▶ **TASK GOAL**
Only the stretch of the listing below that runs from the line with "pub struct Cli" through the line with "first successful launch." is to be printed, exactly and with both ends.

▶ **MATERIALS PROVIDED**

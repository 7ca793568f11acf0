//! Core data model for qrdispatch.
//!
//! Routing results, session state, view events, and the routing table.
//! Nothing in here performs I/O.

mod decision;
mod event;
mod family;

pub use decision::{DispatchDecision, RoutingOutcome};
pub use event::{ScanOutcome, SessionState, ViewEvent};
pub use family::{Family, RoutingTable};
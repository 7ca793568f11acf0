mod adb;
mod cli;
mod config;
mod launch;
mod logging;
mod model;
mod registry;
mod router;
mod scanner;
mod session;

use std::process;

use clap::Parser;

use cli::Cli;

fn main() {
    let cli = Cli::parse();
    logging::init(cli.verbose);

    if let Err(e) = cli::run(cli) {
        eprintln!("Error: {e}");
        process::exit(1);
    }
}
//! Installed-app detection.
//!
//! A [`PackageRegistry`] answers lookups and may fail. The [`InstalledChecker`]
//! folds every failure into "not installed", so routing degrades to a generic
//! open instead of erroring.

use std::collections::HashSet;
use std::process::Command;

use crate::adb;

/// Why a lookup did not confirm a package.
#[derive(Debug, thiserror::Error)]
pub enum LookupError {
    #[error("package not found: {0}")]
    NotFound(String),

    #[error("failed to run {program}: {source}")]
    Spawn {
        program: String,
        source: std::io::Error,
    },

    #[error("unexpected registry output for {identifier}: {output}")]
    Unexpected { identifier: String, output: String },
}

/// Something that knows which packages exist on a device.
pub trait PackageRegistry {
    /// `Ok(())` when `identifier` is installed.
    fn lookup(&self, identifier: &str) -> Result<(), LookupError>;
}

/// A fixed set of installed packages.
#[derive(Debug, Clone, Default)]
pub struct StaticRegistry {
    installed: HashSet<String>,
}

impl StaticRegistry {
    pub fn new<I, S>(installed: I) -> Self
    where
        I: IntoIterator<Item = S>,
        S: Into<String>,
    {
        Self {
            installed: installed.into_iter().map(Into::into).collect(),
        }
    }
}

impl PackageRegistry for StaticRegistry {
    fn lookup(&self, identifier: &str) -> Result<(), LookupError> {
        if self.installed.contains(identifier) {
            Ok(())
        } else {
            Err(LookupError::NotFound(identifier.to_string()))
        }
    }
}

/// Asks a connected Android device via `adb shell pm path`.
#[derive(Debug, Clone)]
pub struct AdbRegistry {
    adb: String,
    serial: Option<String>,
}

impl AdbRegistry {
    pub fn new(adb: impl Into<String>, serial: Option<String>) -> Self {
        Self {
            adb: adb.into(),
            serial,
        }
    }
}

impl PackageRegistry for AdbRegistry {
    fn lookup(&self, identifier: &str) -> Result<(), LookupError> {
        let args = adb::shell_args(self.serial.as_deref(), &["pm", "path", identifier]);

        let output = Command::new(&self.adb)
            .args(&args)
            .output()
            .map_err(|source| LookupError::Spawn {
                program: self.adb.clone(),
                source,
            })?;

        let stdout = String::from_utf8_lossy(&output.stdout);
        interpret_pm_path(identifier, output.status.success(), &stdout)
    }
}

/// `pm path` prints `package:/data/app/...` for installed packages and
/// exits non-zero otherwise.
fn interpret_pm_path(identifier: &str, success: bool, stdout: &str) -> Result<(), LookupError> {
    if !success {
        return Err(LookupError::NotFound(identifier.to_string()));
    }

    if stdout.lines().any(|l| l.trim_start().starts_with("package:")) {
        Ok(())
    } else {
        Err(LookupError::Unexpected {
            identifier: identifier.to_string(),
            output: stdout.trim().to_string(),
        })
    }
}

/// Answers "is this app present?" without ever failing the caller.
pub struct InstalledChecker {
    registry: Box<dyn PackageRegistry>,
}

impl InstalledChecker {
    pub fn new(registry: impl PackageRegistry + 'static) -> Self {
        Self {
            registry: Box::new(registry),
        }
    }

    pub fn is_installed(&self, identifier: &str) -> bool {
        match self.registry.lookup(identifier) {
            Ok(()) => true,
            Err(LookupError::NotFound(_)) => false,
            Err(e) => {
                tracing::debug!(identifier, error = %e, "package lookup failed; treating as absent");
                false
            }
        }
    }
}
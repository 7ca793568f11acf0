//! The routing table: which apps handle which links.
//!
//! A family is one logical destination app. It may have shipped under more
//! than one package identity (Twitter → X), so it carries an ordered list
//! of candidates rather than a single package.

use serde::Deserialize;

/// One logical destination app.
#[derive(Debug, Clone, PartialEq, Eq, Deserialize)]
#[serde(rename_all = "kebab-case")]
pub struct Family {
    /// Human-readable name (e.g. "twitter").
    pub name: String,

    /// Package identifier tried first.
    pub primary: String,

    /// Package identifiers tried after the primary, in order.
    #[serde(default)]
    pub alternates: Vec<String>,

    /// URI schemes that belong to this family, matched whole, ignoring case.
    #[serde(default)]
    pub schemes: Vec<String>,

    /// Substrings that mark a payload as belonging to this family.
    #[serde(default)]
    pub domains: Vec<String>,
}

impl Family {
    fn new(
        name: &str,
        primary: &str,
        alternates: &[&str],
        schemes: &[&str],
        domains: &[&str],
    ) -> Self {
        let owned = |items: &[&str]| -> Vec<String> { items.iter().map(ToString::to_string).collect() };
        Self {
            name: name.to_string(),
            primary: primary.to_string(),
            alternates: owned(alternates),
            schemes: owned(schemes),
            domains: owned(domains),
        }
    }

    /// Package identifiers in the order they should be tried.
    pub fn candidates(&self) -> impl Iterator<Item = &str> {
        std::iter::once(self.primary.as_str()).chain(self.alternates.iter().map(String::as_str))
    }
}

/// Ordered list of families. Earlier families win ties.
#[derive(Debug, Clone, PartialEq, Eq)]
pub struct RoutingTable {
    families: Vec<Family>,
}

impl RoutingTable {
    pub fn new(families: Vec<Family>) -> Self {
        Self { families }
    }

    pub fn families(&self) -> &[Family] {
        &self.families
    }

    /// The family claiming `scheme`, if any. Schemes are case-insensitive.
    pub fn by_scheme(&self, scheme: &str) -> Option<&Family> {
        self.families
            .iter()
            .find(|f| f.schemes.iter().any(|s| s.eq_ignore_ascii_case(scheme)))
    }

    /// The first family with a domain occurring anywhere in `payload`.
    ///
    /// Deliberately a plain substring test: `https://example.com/?next=x.com`
    /// matches the `x.com` family.
    pub fn by_domain(&self, payload: &str) -> Option<&Family> {
        self.families
            .iter()
            .find(|f| f.domains.iter().any(|d| payload.contains(d.as_str())))
    }
}

impl Default for RoutingTable {
    fn default() -> Self {
        Self::new(vec![
            Family::new("line", "jp.naver.line.android", &[], &["line"], &["line.me"]),
            Family::new(
                "twitter",
                "com.twitter.android",
                &["com.x.android"],
                &["twitter"],
                &["twitter.com", "x.com"],
            ),
            Family::new(
                "instagram",
                "com.instagram.android",
                &[],
                &["instagram"],
                &["instagram.com"],
            ),
        ])
    }
}
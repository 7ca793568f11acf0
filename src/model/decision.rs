//! Decisions: where a scanned payload should go.

use serde::Serialize;

/// The resolved instruction handed to the launcher.
///
/// `target` is only ever set to an app the registry confirmed installed
/// at the moment the decision was made. `None` means a generic view action.
#[derive(Debug, Clone, PartialEq, Eq, Serialize)]
#[serde(rename_all = "camelCase")]
pub struct DispatchDecision {
    /// The scanned payload, verbatim.
    pub locator: String,

    /// Package identifier of the app to open the locator with.
    pub target: Option<String>,
}

impl DispatchDecision {
    /// A decision with no target app: let the platform pick a handler.
    pub fn generic(locator: impl Into<String>) -> Self {
        Self {
            locator: locator.into(),
            target: None,
        }
    }

    /// A decision pinned to a specific app.
    pub fn targeted(locator: impl Into<String>, target: impl Into<String>) -> Self {
        Self {
            locator: locator.into(),
            target: Some(target.into()),
        }
    }
}

/// Result of routing a payload.
///
/// Unparseable input is a normal variant, not an error.
#[derive(Debug, Clone, PartialEq, Eq, Serialize)]
#[serde(tag = "kind", rename_all = "camelCase")]
pub enum RoutingOutcome {
    /// The payload is a locator and a decision was made.
    Resolved { decision: DispatchDecision },

    /// The payload is not a URI at all. Carries the original string.
    Unresolvable { payload: String },
}
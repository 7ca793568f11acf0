//! CLI interface for qrdispatch.
//!
//! The CLI stands in for the view layer: it feeds scanned lines into a scan
//! session, launches the decisions it gets back, and keeps scanning.
//!
//! - `qrdispatch route <payload>`: route one payload and print the outcome.
//! - `qrdispatch scan`: read payloads from stdin, one per line, until EOF.
//! - `qrdispatch families`: show the routing table in effect.

mod format;

use std::io::{self, BufReader};
use std::path::PathBuf;
use std::sync::mpsc::{self, Receiver};

use clap::{Parser, Subcommand};

use crate::config::Config;
use crate::launch::Launcher;
use crate::model::{ScanOutcome, ViewEvent};
use crate::router::Router;
use crate::scanner::{LineScanner, Scanner};
use crate::session::ScanSession;

use format::format_family;

/// qrdispatch: send scanned QR payloads to the right app.
#[derive(Debug, Parser)]
#[command(name = "qrdispatch", after_long_help = USAGE_HELP)]
pub struct Cli {
    /// Config file to use instead of `~/.qrdispatch/config.toml`.
    #[arg(long, global = true)]
    config: Option<PathBuf>,

    /// Log routing and session decisions to stderr.
    #[arg(long, short, global = true)]
    pub verbose: bool,

    #[command(subcommand)]
    pub command: Command,
}

const USAGE_HELP: &str = r#"Examples:
  qrdispatch route "line://ti/p/@example" --installed jp.naver.line.android
  qrdispatch route "https://twitter.com/someuser" --installed com.x.android
  zbarcam --raw | qrdispatch scan
  qrdispatch families"#;

#[derive(Debug, Subcommand)]
pub enum Command {
    /// Route a single payload and print the outcome as JSON.
    Route {
        /// The decoded QR payload.
        payload: String,

        /// Treat this package as installed. Can be repeated.
        /// Overrides the configured registry.
        #[arg(long)]
        installed: Vec<String>,
    },

    /// Run a continuous scan session over stdin.
    ///
    /// Each line is one decoded barcode; an empty line is a barcode with no
    /// data. Messages go to stderr, decisions to the configured launcher.
    Scan {
        /// Stop after the first successful launch.
        #[arg(long)]
        once: bool,

        /// Treat this package as installed. Can be repeated.
        /// Overrides the configured registry.
        #[arg(long)]
        installed: Vec<String>,
    },

    /// List the routing table in effect.
    Families,
}

/// Run the CLI, returning an error message on failure.
pub fn run(cli: Cli) -> Result<(), String> {
    let config = Config::load(cli.config.as_deref()).map_err(|e| e.to_string())?;

    match cli.command {
        Command::Route { payload, installed } => cmd_route(&config, &payload, &installed),
        Command::Scan { once, installed } => {
            let launcher = config.launcher();
            cmd_scan(&config, &installed, once, launcher)
        }
        Command::Families => cmd_families(&config),
    }
}

/// `None` when no `--installed` flags were given, so the config decides.
fn installed_override(installed: &[String]) -> Option<&[String]> {
    (!installed.is_empty()).then_some(installed)
}

fn cmd_route(config: &Config, payload: &str, installed: &[String]) -> Result<(), String> {
    let router = Router::new(
        config.routing_table(),
        config.checker(installed_override(installed)),
    );

    let outcome = router.route(payload);

    let json = serde_json::to_string_pretty(&outcome)
        .map_err(|e| format!("failed to serialize routing outcome: {e}"))?;
    println!("{json}");

    Ok(())
}

fn cmd_scan(
    config: &Config,
    installed: &[String],
    once: bool,
    mut launcher: Box<dyn Launcher>,
) -> Result<(), String> {
    let router = Router::new(
        config.routing_table(),
        config.checker(installed_override(installed)),
    );
    let (scanner, outcomes) = LineScanner::spawn(BufReader::new(io::stdin()));
    let mut session = ScanSession::new(router, scanner);

    let launched = drive(&mut session, &outcomes, launcher.as_mut(), once);

    tracing::info!(launched, "scan session ended");
    Ok(())
}

/// Pump scanner outcomes through the session until the scanner closes.
///
/// Every notification is printed and followed by a new scan request. A
/// decision that fails to launch is reported back to the session, which
/// turns it into a notification. Returns the number of successful launches.
fn drive<S: Scanner>(
    session: &mut ScanSession<S>,
    outcomes: &Receiver<ScanOutcome>,
    launcher: &mut dyn Launcher,
    once: bool,
) -> usize {
    let (sender, events) = mpsc::channel();
    session.subscribe(move |event| {
        // The receiver outlives the session loop below.
        let _ = sender.send(event);
    });

    let mut launched = 0;
    session.request_scan();

    for outcome in outcomes {
        session.deliver(outcome);
        tracing::debug!(state = ?session.state(), "outcome delivered");

        while let Ok(event) = events.try_recv() {
            match event {
                ViewEvent::Notify { message } => {
                    eprintln!("{message}");
                    session.request_scan();
                }
                ViewEvent::Navigate { decision } => match launcher.launch(&decision) {
                    Ok(()) => {
                        launched += 1;
                        if once {
                            session.unsubscribe();
                            return launched;
                        }
                        session.request_scan();
                    }
                    // Queues a Notify; this drain loop picks it up and rescans.
                    Err(e) => session.on_navigation_failed(&decision, &e),
                },
            }
        }
    }

    session.unsubscribe();
    launched
}

fn cmd_families(config: &Config) -> Result<(), String> {
    let table = config.routing_table();

    if table.families().is_empty() {
        println!("No families");
        return Ok(());
    }

    for family in table.families() {
        println!("{}", format_family(family));
    }

    Ok(())
}

#[cfg(test)]
mod tests {
    use std::io::Cursor;

    use super::*;
    use crate::launch::LaunchError;
    use crate::model::{DispatchDecision, RoutingTable};
    use crate::registry::{InstalledChecker, StaticRegistry};

    /// Records launches; refuses locators starting with `geo:`.
    #[derive(Default)]
    struct RecordingLauncher {
        launched: Vec<DispatchDecision>,
    }

    impl Launcher for RecordingLauncher {
        fn launch(&mut self, decision: &DispatchDecision) -> Result<(), LaunchError> {
            if decision.locator.starts_with("geo:") {
                return Err(LaunchError::NoHandler {
                    locator: decision.locator.clone(),
                    detail: "no activity found".into(),
                });
            }
            self.launched.push(decision.clone());
            Ok(())
        }
    }

    fn line_session(input: &str) -> (ScanSession<LineScanner>, Receiver<ScanOutcome>) {
        let router = Router::new(
            RoutingTable::default(),
            InstalledChecker::new(StaticRegistry::new(["com.x.android"])),
        );
        let (scanner, outcomes) = LineScanner::spawn(Cursor::new(input.to_string()));
        (ScanSession::new(router, scanner), outcomes)
    }

    #[test]
    fn drive_keeps_scanning_through_notifications() {
        let (mut session, outcomes) = line_session(
            "not a uri\n\nhttps://twitter.com/someuser\ngeo:0,0?q=cafe\nhttp://www.google.com\n",
        );
        let mut launcher = RecordingLauncher::default();

        let launched = drive(&mut session, &outcomes, &mut launcher, false);

        assert_eq!(launched, 2);
        assert_eq!(
            launcher.launched,
            [
                DispatchDecision::targeted("https://twitter.com/someuser", "com.x.android"),
                DispatchDecision::generic("http://www.google.com"),
            ]
        );
        assert!(session.state().is_scanning);
    }

    #[test]
    fn drive_once_stops_after_first_launch() {
        let (mut session, outcomes) = line_session("\nhttps://x.com/a\nhttps://x.com/b\n");
        let mut launcher = RecordingLauncher::default();

        let launched = drive(&mut session, &outcomes, &mut launcher, true);

        assert_eq!(launched, 1);
        assert_eq!(launcher.launched[0].locator, "https://x.com/a");
        assert!(!session.state().is_scanning);
    }

    #[test]
    fn drive_ends_on_empty_input() {
        let (mut session, outcomes) = line_session("");
        let mut launcher = RecordingLauncher::default();

        assert_eq!(drive(&mut session, &outcomes, &mut launcher, false), 0);
        assert!(launcher.launched.is_empty());
    }

    #[test]
    fn parses_route_with_installed_packages() {
        let cli = Cli::try_parse_from([
            "qrdispatch",
            "route",
            "https://twitter.com/someuser",
            "--installed",
            "com.x.android",
            "--installed",
            "com.twitter.android",
        ])
        .unwrap();

        match cli.command {
            Command::Route { payload, installed } => {
                assert_eq!(payload, "https://twitter.com/someuser");
                assert_eq!(installed, ["com.x.android", "com.twitter.android"]);
            }
            other => panic!("unexpected command: {other:?}"),
        }
    }

    #[test]
    fn parses_scan_with_global_flags() {
        let cli = Cli::try_parse_from([
            "qrdispatch",
            "scan",
            "--once",
            "--config",
            "/tmp/qrdispatch.toml",
            "-v",
        ])
        .unwrap();

        assert!(cli.verbose);
        assert_eq!(cli.config.as_deref(), Some(std::path::Path::new("/tmp/qrdispatch.toml")));
        assert!(matches!(cli.command, Command::Scan { once: true, .. }));
    }

    #[test]
    fn route_requires_a_payload() {
        assert!(Cli::try_parse_from(["qrdispatch", "route"]).is_err());
    }

    #[test]
    fn no_installed_flags_defer_to_config() {
        assert!(installed_override(&[]).is_none());

        let installed = vec!["com.x.android".to_string()];
        assert_eq!(installed_override(&installed), Some(installed.as_slice()));
    }
}
//! Launching dispatch decisions.
//!
//! The launcher is the only place a decision leaves the process: either as a
//! JSON line for another program to act on, or as an Android VIEW intent sent
//! through `adb`.

use std::io::{self, Write};
use std::process::Command;

use crate::adb;
use crate::model::DispatchDecision;

const VIEW_ACTION: &str = "android.intent.action.VIEW";

#[derive(Debug, thiserror::Error)]
pub enum LaunchError {
    #[error("failed to run {program}: {source}")]
    Spawn { program: String, source: io::Error },

    #[error("no handler for {locator}: {detail}")]
    NoHandler { locator: String, detail: String },

    #[error("failed to write decision: {0}")]
    Io(#[from] io::Error),

    #[error("failed to serialize decision: {0}")]
    Json(#[from] serde_json::Error),
}

/// Opens a decision's locator.
pub trait Launcher {
    fn launch(&mut self, decision: &DispatchDecision) -> Result<(), LaunchError>;
}

/// Writes each decision as one line of JSON.
pub struct PrintLauncher<W> {
    out: W,
}

impl<W: Write> PrintLauncher<W> {
    pub fn new(out: W) -> Self {
        Self { out }
    }
}

impl<W: Write> Launcher for PrintLauncher<W> {
    fn launch(&mut self, decision: &DispatchDecision) -> Result<(), LaunchError> {
        let json = serde_json::to_string(decision)?;
        writeln!(self.out, "{json}")?;
        self.out.flush()?;
        Ok(())
    }
}

/// Sends a VIEW intent to a connected Android device.
pub struct AdbLauncher {
    adb: String,
    serial: Option<String>,
}

impl AdbLauncher {
    pub fn new(adb: impl Into<String>, serial: Option<String>) -> Self {
        Self {
            adb: adb.into(),
            serial,
        }
    }

    fn args(&self, decision: &DispatchDecision) -> Vec<String> {
        let mut command = vec!["am", "start", "-a", VIEW_ACTION, "-d", decision.locator.as_str()];

        if let Some(target) = &decision.target {
            command.extend(["-p", target.as_str()]);
        }

        adb::shell_args(self.serial.as_deref(), &command)
    }
}

impl Launcher for AdbLauncher {
    fn launch(&mut self, decision: &DispatchDecision) -> Result<(), LaunchError> {
        let output = Command::new(&self.adb)
            .args(self.args(decision))
            .output()
            .map_err(|source| LaunchError::Spawn {
                program: self.adb.clone(),
                source,
            })?;

        let stdout = String::from_utf8_lossy(&output.stdout);
        let stderr = String::from_utf8_lossy(&output.stderr);
        interpret_am_start(&decision.locator, output.status.success(), &stdout, &stderr)?;

        tracing::info!(locator = %decision.locator, target = decision.target.as_deref(), "launched");
        Ok(())
    }
}

/// `am start` exits 0 even when no activity resolves; it reports that on stdout.
fn interpret_am_start(
    locator: &str,
    success: bool,
    stdout: &str,
    stderr: &str,
) -> Result<(), LaunchError> {
    if success && !stdout.contains("Error:") {
        return Ok(());
    }

    let detail = if stderr.trim().is_empty() { stdout } else { stderr };
    Err(LaunchError::NoHandler {
        locator: locator.to_string(),
        detail: detail.trim().to_string(),
    })
}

▶ **REPLY**
pub struct Cli {
    /// Config file to use instead of `~/.qrdispatch/config.toml`.
    #[arg(long, global = true)]
    config: Option<PathBuf>,

    /// Log routing and session decisions to stderr.
    #[arg(long, short, global = true)]
    pub verbose: bool,

    #[command(subcommand)]
    pub command: Command,
}

const USAGE_HELP: &str = r#"Examples:
  qrdispatch route "line://ti/p/@example" --installed jp.naver.line.android
  qrdispatch route "https://twitter.com/someuser" --installed com.x.android
  zbarcam --raw | qrdispatch scan
  qrdispatch families"#;

#[derive(Debug, Subcommand)]
pub enum Command {
    /// Route a single payload and print the outcome as JSON.
    Route {
        /// The decoded QR payload.
        payload: String,

        /// Treat this package as installed. Can be repeated.
        /// Overrides the configured registry.
        #[arg(long)]
        installed: Vec<String>,
    },

    /// Run a continuous scan session over stdin.
    ///
    /// Each line is one decoded barcode; an empty line is a barcode with no
    /// data. Messages go to stderr, decisions to the configured launcher.
    Scan {
        /// Stop after the first successful launch.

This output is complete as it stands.